The continuing boom in flip chip packaging results from flip chip’s advantages in
size, performance, flexibility, reliability, and cost over other microelectronic
assembly methods:
- Smallest Size – Eliminating bond
wires and cumbersome individual packages reduces the required board area per
chip by up to 95% and the height by more than 50%. Weight can be less than 5% of
the packaged device weight. Flip chip is the simplest minimal package, smallest
because it is very close to chip size.
- Highest Performance – Because of
its small size, flip chip offers the highest speed electrical performance of any
assembly method. Eliminating bond wires reduces the delaying inductance and
capacitance of the connection by a factor of 10, and shortens the signal path by
a factor of 25 to 100. The result is high speed off-chip interconnection.

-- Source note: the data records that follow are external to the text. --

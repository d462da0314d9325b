//! Scheduled tasks and their per-firing run records.

use chrono::{DateTime, Utc};
use serde::{Deserialize, Serialize};
use uuid::Uuid;

#[derive(Debug, Clone, Copy, PartialEq, Eq, Serialize, Deserialize)]
#[serde(rename_all = "snake_case")]
pub enum TaskStatus {
    Proposed,
    Active,
    Paused,
    Rejected,
    Completed,
    Expired,
}

#[derive(Debug, Clone, Copy, PartialEq, Eq, Serialize, Deserialize)]
#[serde(rename_all = "snake_case")]
pub enum TaskOrigin {
    Static,
    AgentProposed,
}

/// What a task firing feeds to the agent. Extra fields are carried opaquely.
#[derive(Debug, Clone, Serialize, Deserialize)]
pub struct TaskPayload {
    pub message: String,
    #[serde(flatten)]
    pub extra: serde_json::Map<String, serde_json::Value>,
}

fn default_task_max_retries() -> u32 {
    2
}
fn default_task_timeout_ms() -> u64 {
    120_000
}

/// A cron-scheduled unit of agent work.
///
/// `next_run_at` always reflects the next UTC firing of the cron given
/// `last_run_at`; it is recomputed whenever the task becomes active and
/// after every run.
#[derive(Debug, Clone, Serialize, Deserialize)]
#[serde(rename_all = "camelCase")]
pub struct ScheduledTask {
    pub id: Uuid,
    pub project_id: String,
    pub name: String,
    /// 5-field cron: "minute hour dom month dow", evaluated in UTC.
    pub cron_expression: String,
    pub task_payload: TaskPayload,
    pub origin: TaskOrigin,
    pub status: TaskStatus,
    #[serde(default = "default_task_max_retries")]
    pub max_retries: u32,
    #[serde(default = "default_task_timeout_ms")]
    pub timeout_ms: u64,
    #[serde(default)]
    pub budget_per_run_usd: Option<f64>,
    #[serde(default)]
    pub max_duration_minutes: Option<u32>,
    #[serde(default)]
    pub max_turns: Option<u32>,
    #[serde(default)]
    pub max_runs: Option<u32>,
    #[serde(default)]
    pub run_count: u32,
    #[serde(default)]
    pub last_run_at: Option<DateTime<Utc>>,
    #[serde(default)]
    pub next_run_at: Option<DateTime<Utc>>,
    #[serde(default)]
    pub expires_at: Option<DateTime<Utc>>,
    pub created_at: DateTime<Utc>,
    pub updated_at: DateTime<Utc>,

    // ── Error tracking (informational; firing semantics unaffected) ──
    #[serde(default)]
    pub consecutive_failures: u32,
    #[serde(default)]
    pub last_error: Option<String>,
    #[serde(default)]
    pub last_error_at: Option<DateTime<Utc>>,
}

#[derive(Debug, Clone, Copy, PartialEq, Eq, Serialize, Deserialize)]
#[serde(rename_all = "snake_case")]
pub enum TaskRunStatus {
    Pending,
    Running,
    Completed,
    Failed,
    Timeout,
    BudgetExceeded,
}

/// Record of one task firing.
#[derive(Debug, Clone, Serialize, Deserialize)]
#[serde(rename_all = "camelCase")]
pub struct ScheduledTaskRun {
    pub id: Uuid,
    pub task_id: Uuid,
    pub status: TaskRunStatus,
    #[serde(default)]
    pub started_at: Option<DateTime<Utc>>,
    #[serde(default)]
    pub completed_at: Option<DateTime<Utc>>,
    #[serde(default)]
    pub duration_ms: Option<u64>,
    #[serde(default)]
    pub tokens_used: Option<u64>,
    #[serde(default)]
    pub cost_usd: Option<f64>,
    #[serde(default)]
    pub trace_id: Option<Uuid>,
    #[serde(default)]
    pub result: Option<String>,
    #[serde(default)]
    pub error_message: Option<String>,
    #[serde(default)]
    pub retry_count: u32,
}

impl ScheduledTaskRun {
    pub fn new(task_id: Uuid) -> Self {
        Self {
            id: Uuid::new_v4(),
            task_id,
            status: TaskRunStatus::Pending,
            started_at: None,
            completed_at: None,
            duration_ms: None,
            tokens_used: None,
            cost_usd: None,
            trace_id: None,
            result: None,
            error_message: None,
            retry_count: 0,
        }
    }
}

- Greatest Connection Flexibility –
Flip chip gives the greatest input/output connection flexibility. Wire bond
connections are limited to the perimeter of the die, driving die sizes up as the
number of connections increases. Flip chip connections can use the whole area of
the die, accommodating many more connections on a smaller die, and placing them
most efficiently. Area connections also allow 3-D stacking of die and other
components.
- Most Rugged – Flip chip is
mechanically the most rugged interconnection method. Flip chips, when completed
with an adhesive underfill, are solid little blocks of cured epoxy. They
have survived laboratory tests simulating the forces of rocket liftoff and of
artillery firing, as well as millions of cumulative total hours of actual use in
computers and under automobile hoods.
- Lowest Cost – Flip chip can be
the lowest cost interconnection for high volume automated production, with costs
of a fraction of a cent per connection. This explains flip chip’s longevity in
the cost-conscious automotive world, and growing popularity in smart cards, RFID
cards, cellular telephones, and other cost-dominated applications.